Ja, Frau Kollegin Wissler, als Leistung. Das Land muss eben definieren, was es als Leistung von seinen Hochschulen erwartet. Gleichzeitig müssen auch die Hochschulen deutlich machen – und da bin ich durchaus bei Ihnen, wenn es um die finanzielle Ausstattung geht –, was sie mit dem zugewiesenen Budget tatsächlich erreichen können und dass es dort möglicherweise entsprechende Defizite und Lücken gibt.
Das ist in dem alten Steuerungsinstrument der nachgeordneten Behörde noch anders gewesen. Da wurde zugewiesen, und dann hieß es: „Vogel, friss oder stirb“. Jetzt haben wir eine Vereinbarung, und da müssen autonome, durchaus selbstbewusste Hochschulen diese Rolle übernehmen.

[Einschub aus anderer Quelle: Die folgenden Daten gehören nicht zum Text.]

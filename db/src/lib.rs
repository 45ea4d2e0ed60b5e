//! Persistence-collaborator boundary. A real node backs `ChainCollaborator`
//! with an on-disk database (RocksDB in the teacher codebase); that engine
//! is out of scope here. `ChainDatabase` composes the `storage` crate's
//! in-memory reference implementations behind one handle, which is all
//! the assembler's own tests need — it is deliberately not a second
//! implementation of those traits, to avoid the two drifting apart.

use duskcoin_chain::{Hash256, IndexedBlockHeader};
use duskcoin_storage::{
    BlockHeaderProvider, ChainIndexEntry, ChainIndexStore, MemoryBlockHeaderProvider,
    MemoryChainIndex, MemoryPrivacyTracker, MemoryUtxoView, PrivacyTracker, TransactionOutputProvider,
    UtxoView,
};

#[derive(Default)]
pub struct ChainDatabase {
    pub index: MemoryChainIndex,
    pub headers: MemoryBlockHeaderProvider,
    pub utxo: MemoryUtxoView,
    pub privacy: MemoryPrivacyTracker,
}

impl ChainDatabase {
    pub fn new() -> Self {
        ChainDatabase::default()
    }

    pub fn insert_header(&mut self, header: IndexedBlockHeader) {
        self.headers.insert(header);
    }
}

impl ChainIndexStore for ChainDatabase {
    fn tip(&self) -> ChainIndexEntry {
        self.index.tip()
    }

    fn best_header_time(&self) -> u32 {
        self.index.best_header_time()
    }

    fn index_by_hash(&self, hash: &Hash256) -> Option<ChainIndexEntry> {
        self.index.index_by_hash(hash)
    }

    fn median_time_past(&self, of: &ChainIndexEntry) -> u32 {
        self.index.median_time_past(of)
    }

    fn push(&mut self, entry: ChainIndexEntry) {
        self.index.push(entry);
    }
}

impl BlockHeaderProvider for ChainDatabase {
    fn block_header(&self, hash: &Hash256) -> Option<IndexedBlockHeader> {
        self.headers.block_header(hash)
    }
}

impl UtxoView for ChainDatabase {
    fn is_available(&self, outpoint: &duskcoin_chain::OutPoint) -> bool {
        self.utxo.is_available(outpoint)
    }
}

impl TransactionOutputProvider for ChainDatabase {
    fn transaction_output(
        &self,
        outpoint: &duskcoin_chain::OutPoint,
    ) -> Option<duskcoin_chain::TransactionOutput> {
        self.utxo.transaction_output(outpoint)
    }
}

impl PrivacyTracker for ChainDatabase {
    fn confirmed_serial_height(&self, serial: &Hash256) -> Option<u32> {
        self.privacy.confirmed_serial_height(serial)
    }

    fn confirmed_pubcoin_height(&self, pubcoin: &Hash256) -> Option<u32> {
        self.privacy.confirmed_pubcoin_height(pubcoin)
    }
}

Zweiter Punkt. Bei Ziel- und Leistungsvereinbarungen besteht natürlich immer die Gefahr, dass sie zu sehr zwischen zwei sehr entgegengesetzten Polen aufgehängt sind, auf der einen Seite die reine Prosa und auf der anderen Seite eine übertriebene Detailverliebtheit. Ich muss gestehen, wenn man heute Morgen den Kollegen May gehört hat und quer durch die Ziel- und Leistungsvereinbarungen blickt, sieht man schon, dass die Gefahr von Detailsteuerung nicht völlig ausgeschlossen ist.
Herr Kollege Grumbach hat das auch in seinen Worten kurz angerissen, dass es offenbar der Ausweg ist, der an der einen oder anderen Stelle schnell gesucht wird, wenn man bei den Grundsätzen eher unklar oder, ich will es vorsichtig formulieren, noch eher suchend ist.